**Instructions to follow:** Within the records, how many lines hold the word "values"? State that number alone.

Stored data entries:
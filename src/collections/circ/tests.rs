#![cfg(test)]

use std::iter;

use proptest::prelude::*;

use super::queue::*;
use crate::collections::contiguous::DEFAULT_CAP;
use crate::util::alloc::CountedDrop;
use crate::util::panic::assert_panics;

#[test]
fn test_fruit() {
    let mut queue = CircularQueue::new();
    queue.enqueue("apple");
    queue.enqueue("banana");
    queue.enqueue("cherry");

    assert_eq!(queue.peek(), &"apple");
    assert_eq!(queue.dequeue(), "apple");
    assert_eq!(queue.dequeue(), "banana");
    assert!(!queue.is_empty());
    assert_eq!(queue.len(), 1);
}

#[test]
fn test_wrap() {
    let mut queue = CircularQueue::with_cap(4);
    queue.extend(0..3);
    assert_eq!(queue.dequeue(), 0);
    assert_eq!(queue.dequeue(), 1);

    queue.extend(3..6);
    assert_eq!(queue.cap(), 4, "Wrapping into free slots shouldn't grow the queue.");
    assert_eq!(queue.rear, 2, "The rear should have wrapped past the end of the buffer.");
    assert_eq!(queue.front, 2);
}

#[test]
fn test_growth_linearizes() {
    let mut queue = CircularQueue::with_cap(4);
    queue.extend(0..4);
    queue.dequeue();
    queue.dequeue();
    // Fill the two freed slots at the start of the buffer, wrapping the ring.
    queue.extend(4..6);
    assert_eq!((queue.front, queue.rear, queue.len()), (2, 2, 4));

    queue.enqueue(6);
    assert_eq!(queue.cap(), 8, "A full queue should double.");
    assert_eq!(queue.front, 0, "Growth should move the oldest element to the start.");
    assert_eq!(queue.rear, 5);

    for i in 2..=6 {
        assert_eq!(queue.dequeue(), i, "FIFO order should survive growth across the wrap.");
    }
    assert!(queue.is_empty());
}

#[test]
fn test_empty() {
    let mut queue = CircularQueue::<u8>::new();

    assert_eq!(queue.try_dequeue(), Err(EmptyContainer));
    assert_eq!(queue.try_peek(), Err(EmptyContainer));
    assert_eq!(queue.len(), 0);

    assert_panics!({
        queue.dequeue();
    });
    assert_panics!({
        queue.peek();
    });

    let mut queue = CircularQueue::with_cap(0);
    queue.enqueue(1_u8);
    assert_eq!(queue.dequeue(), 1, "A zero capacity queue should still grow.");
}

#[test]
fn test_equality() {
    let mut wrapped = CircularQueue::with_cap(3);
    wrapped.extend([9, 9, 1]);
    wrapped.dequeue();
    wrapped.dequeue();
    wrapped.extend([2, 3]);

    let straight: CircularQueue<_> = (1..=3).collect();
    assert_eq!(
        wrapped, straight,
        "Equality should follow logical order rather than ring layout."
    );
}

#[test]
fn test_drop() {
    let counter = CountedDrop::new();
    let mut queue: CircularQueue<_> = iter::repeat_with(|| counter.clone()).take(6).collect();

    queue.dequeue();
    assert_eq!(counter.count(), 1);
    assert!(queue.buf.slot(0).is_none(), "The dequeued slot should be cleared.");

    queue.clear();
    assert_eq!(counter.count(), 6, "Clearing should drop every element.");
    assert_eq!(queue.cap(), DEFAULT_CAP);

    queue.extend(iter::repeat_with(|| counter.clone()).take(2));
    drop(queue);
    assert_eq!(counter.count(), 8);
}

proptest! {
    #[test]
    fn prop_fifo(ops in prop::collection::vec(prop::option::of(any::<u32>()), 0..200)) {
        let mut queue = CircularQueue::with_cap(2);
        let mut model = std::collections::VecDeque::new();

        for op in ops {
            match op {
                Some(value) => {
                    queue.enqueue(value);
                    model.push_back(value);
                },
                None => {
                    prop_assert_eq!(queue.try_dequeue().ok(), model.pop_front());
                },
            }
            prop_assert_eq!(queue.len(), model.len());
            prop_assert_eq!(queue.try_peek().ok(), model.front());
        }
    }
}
==
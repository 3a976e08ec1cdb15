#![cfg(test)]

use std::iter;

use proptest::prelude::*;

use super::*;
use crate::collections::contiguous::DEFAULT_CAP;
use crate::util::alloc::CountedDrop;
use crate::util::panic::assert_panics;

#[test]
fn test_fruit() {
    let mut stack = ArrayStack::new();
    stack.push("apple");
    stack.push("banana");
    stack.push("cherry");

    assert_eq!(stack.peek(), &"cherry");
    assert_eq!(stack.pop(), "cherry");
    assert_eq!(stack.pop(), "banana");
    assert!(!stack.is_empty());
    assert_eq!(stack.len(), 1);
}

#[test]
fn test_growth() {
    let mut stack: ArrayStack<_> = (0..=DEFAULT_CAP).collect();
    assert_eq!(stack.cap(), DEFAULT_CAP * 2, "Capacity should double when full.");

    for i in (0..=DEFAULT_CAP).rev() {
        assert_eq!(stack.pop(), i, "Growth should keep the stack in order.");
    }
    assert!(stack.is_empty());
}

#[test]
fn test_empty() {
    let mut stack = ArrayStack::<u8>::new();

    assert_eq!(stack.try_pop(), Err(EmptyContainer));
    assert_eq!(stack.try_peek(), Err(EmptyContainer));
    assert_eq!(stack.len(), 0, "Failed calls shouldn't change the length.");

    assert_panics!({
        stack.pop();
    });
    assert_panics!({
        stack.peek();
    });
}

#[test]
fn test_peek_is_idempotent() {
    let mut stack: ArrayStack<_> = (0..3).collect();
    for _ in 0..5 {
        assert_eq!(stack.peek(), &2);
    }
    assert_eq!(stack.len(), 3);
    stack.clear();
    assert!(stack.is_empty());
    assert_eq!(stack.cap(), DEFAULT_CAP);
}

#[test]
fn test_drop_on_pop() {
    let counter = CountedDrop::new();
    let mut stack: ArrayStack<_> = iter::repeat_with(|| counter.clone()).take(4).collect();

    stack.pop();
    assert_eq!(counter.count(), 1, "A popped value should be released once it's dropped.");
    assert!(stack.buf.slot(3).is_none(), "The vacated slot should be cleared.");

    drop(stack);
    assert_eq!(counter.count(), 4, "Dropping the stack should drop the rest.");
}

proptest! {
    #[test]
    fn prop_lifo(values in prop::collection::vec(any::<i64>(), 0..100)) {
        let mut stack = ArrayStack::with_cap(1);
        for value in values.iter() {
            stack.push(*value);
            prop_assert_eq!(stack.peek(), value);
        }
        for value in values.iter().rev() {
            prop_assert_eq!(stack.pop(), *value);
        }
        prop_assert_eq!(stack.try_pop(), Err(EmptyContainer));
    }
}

**Completed exercise:** 3